What needs to be done:
Among the lines of data below, reproduce only those from the one with "pub mod registry;" through the one with "pub use traits::Handler;", exactly as they stand, both ends included.

- - - - -

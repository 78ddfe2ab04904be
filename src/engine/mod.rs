// Handler Engine Module
// Uniform contract over relational databases and API-style backends

pub mod args;
pub mod connection;
pub mod drivers;
pub mod handler_manager;
pub mod predictors;
pub mod registry;
pub mod sql_generator;
pub mod traits;

pub use args::ConnectionArgs;
pub use connection::{ConnectionState, Connector, Lease, ManagedConnection};
pub use handler_manager::{HandlerManager, HandlerSummary};
pub use predictors::{Predictor, PredictorHandler};
pub use registry::{HandlerFactory, HandlerInfo, HandlerRegistry, HandlerSpec};
pub use sql_generator::{render_select, SqlDialect};
pub use traits::Handler;
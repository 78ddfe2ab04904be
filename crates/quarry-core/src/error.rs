// SPDX-License-Identifier: Apache-2.0

//! Normalized error types for the federation layer
//!
//! Backend-specific failures (sqlx, HTTP, RPC transport) are mapped to these
//! variants before they leave a handler or client, so callers only ever see
//! this taxonomy.

use serde::{Deserialize, Serialize};
use thiserror::Error;

/// Unified error type for all federation operations
#[derive(Debug, Clone, Error, Serialize, Deserialize, PartialEq)]
pub enum FederationError {
    #[error("Configuration error: {message}")]
    Configuration { message: String },

    #[error("Connectivity error: {message}")]
    Connectivity { message: String },

    #[error("Unsupported query construct: {construct}")]
    UnsupportedQuery { construct: String },

    #[error("Unknown column: {column}")]
    UnknownColumn { column: String },

    #[error("Backend unavailable after {attempts} attempt(s): {message}")]
    BackendUnavailable { attempts: u32, message: String },

    #[error("Query execution error: {message}")]
    Execution { message: String },

    #[error("Operation timed out after {timeout_ms}ms")]
    Timeout { timeout_ms: u64 },

    #[error("Handler not found: {name}")]
    HandlerNotFound { name: String },

    #[error("Unknown action: {action}")]
    UnknownAction { action: String },

    #[error("Protocol error: {message}")]
    Protocol { message: String },

    #[error("Validation error: {message}")]
    Validation { message: String },

    #[error("Internal error: {message}")]
    Internal { message: String },
}

impl FederationError {
    pub fn configuration(msg: impl Into<String>) -> Self {
        Self::Configuration { message: msg.into() }
    }

    /// Builds the error raised when mandatory connection fields are absent.
    pub fn missing_fields(handler: &str, fields: &[&str]) -> Self {
        Self::Configuration {
            message: format!(
                "{handler}: required connection parameters missing: {}",
                fields.join(", ")
            ),
        }
    }

    pub fn connectivity(msg: impl Into<String>) -> Self {
        Self::Connectivity { message: msg.into() }
    }

    pub fn unsupported(construct: impl Into<String>) -> Self {
        Self::UnsupportedQuery {
            construct: construct.into(),
        }
    }

    pub fn unknown_column(column: impl Into<String>) -> Self {
        Self::UnknownColumn {
            column: column.into(),
        }
    }

    pub fn backend_unavailable(attempts: u32, msg: impl Into<String>) -> Self {
        Self::BackendUnavailable {
            attempts,
            message: msg.into(),
        }
    }

    pub fn execution(msg: impl Into<String>) -> Self {
        Self::Execution { message: msg.into() }
    }

    pub fn handler_not_found(name: impl Into<String>) -> Self {
        Self::HandlerNotFound { name: name.into() }
    }

    pub fn unknown_action(action: impl Into<String>) -> Self {
        Self::UnknownAction {
            action: action.into(),
        }
    }

    pub fn protocol(msg: impl Into<String>) -> Self {
        Self::Protocol { message: msg.into() }
    }

    pub fn validation(msg: impl Into<String>) -> Self {
        Self::Validation { message: msg.into() }
    }

    pub fn internal(msg: impl Into<String>) -> Self {
        Self::Internal { message: msg.into() }
    }

    /// Errors that keep their type when crossing a handler boundary.
    ///
    /// Misconfiguration and malformed requests are raised before any I/O,
    /// so callers must be able to tell them apart from a failed query.
    /// Everything else is folded into an `ERROR` response.
    pub fn propagates_at_boundary(&self) -> bool {
        matches!(
            self,
            Self::Configuration { .. }
                | Self::UnsupportedQuery { .. }
                | Self::UnknownColumn { .. }
                | Self::Validation { .. }
        )
    }

    /// True for failures that mean the backend connection is no longer usable.
    pub fn is_connectivity(&self) -> bool {
        matches!(self, Self::Connectivity { .. } | Self::Timeout { .. })
    }
}

/// Result type alias for federation operations
pub type FederationResult<T> = Result<T, FederationError>;
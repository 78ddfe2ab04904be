//! Normalized handler responses

use serde::{Deserialize, Serialize};

use crate::error::{FederationError, FederationResult};
use crate::types::DataFrame;

#[derive(Debug, Clone, Copy, PartialEq, Eq, Serialize, Deserialize)]
#[serde(rename_all = "SCREAMING_SNAKE_CASE")]
pub enum ResponseKind {
    Ok,
    Table,
    Error,
}

/// Result envelope returned by every handler operation.
#[derive(Debug, Clone, PartialEq, Serialize, Deserialize)]
#[serde(tag = "type", rename_all = "SCREAMING_SNAKE_CASE")]
pub enum HandlerResponse {
    Ok,
    Table { data: DataFrame },
    Error { message: String },
}

impl HandlerResponse {
    pub fn table(data: DataFrame) -> Self {
        Self::Table { data }
    }

    /// Error response; an empty message is replaced so the payload is never blank.
    pub fn error(message: impl Into<String>) -> Self {
        let message = message.into();
        let message = if message.trim().is_empty() {
            "unknown backend error".to_string()
        } else {
            message
        };
        Self::Error { message }
    }

    pub fn kind(&self) -> ResponseKind {
        match self {
            Self::Ok => ResponseKind::Ok,
            Self::Table { .. } => ResponseKind::Table,
            Self::Error { .. } => ResponseKind::Error,
        }
    }

    pub fn is_error(&self) -> bool {
        matches!(self, Self::Error { .. })
    }

    pub fn frame(&self) -> Option<&DataFrame> {
        match self {
            Self::Table { data } => Some(data),
            _ => None,
        }
    }

    pub fn into_frame(self) -> Option<DataFrame> {
        match self {
            Self::Table { data } => Some(data),
            _ => None,
        }
    }

    pub fn error_message(&self) -> Option<&str> {
        match self {
            Self::Error { message } => Some(message),
            _ => None,
        }
    }

    /// Applies the boundary policy to a handler result.
    ///
    /// Typed errors that callers must distinguish are returned as `Err`;
    /// every other failure is folded into an `ERROR` response.
    pub fn at_boundary(result: FederationResult<HandlerResponse>) -> FederationResult<Self> {
        match result {
            Ok(response) => Ok(response),
            Err(err) if err.propagates_at_boundary() => Err(err),
            Err(err) => Ok(Self::error(err.to_string())),
        }
    }
}

impl From<FederationError> for HandlerResponse {
    fn from(err: FederationError) -> Self {
        Self::error(err.to_string())
    }
}

/// Health-check result, separate from query responses.
#[derive(Debug, Clone, PartialEq, Eq, Serialize, Deserialize)]
pub struct StatusResponse {
    pub success: bool,
    pub error_message: Option<String>,
}

impl StatusResponse {
    pub fn ok() -> Self {
        Self {
            success: true,
            error_message: None,
        }
    }

    pub fn failed(message: impl Into<String>) -> Self {
        Self {
            success: false,
            error_message: Some(message.into()),
        }
    }
}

- - - - -

Reply:
pub mod registry;
pub mod sql_generator;
pub mod traits;

pub use args::ConnectionArgs;
pub use connection::{ConnectionState, Connector, Lease, ManagedConnection};
pub use handler_manager::{HandlerManager, HandlerSummary};
pub use predictors::{Predictor, PredictorHandler};
pub use registry::{HandlerFactory, HandlerInfo, HandlerRegistry, HandlerSpec};
pub use sql_generator::{render_select, SqlDialect};
pub use traits::Handler;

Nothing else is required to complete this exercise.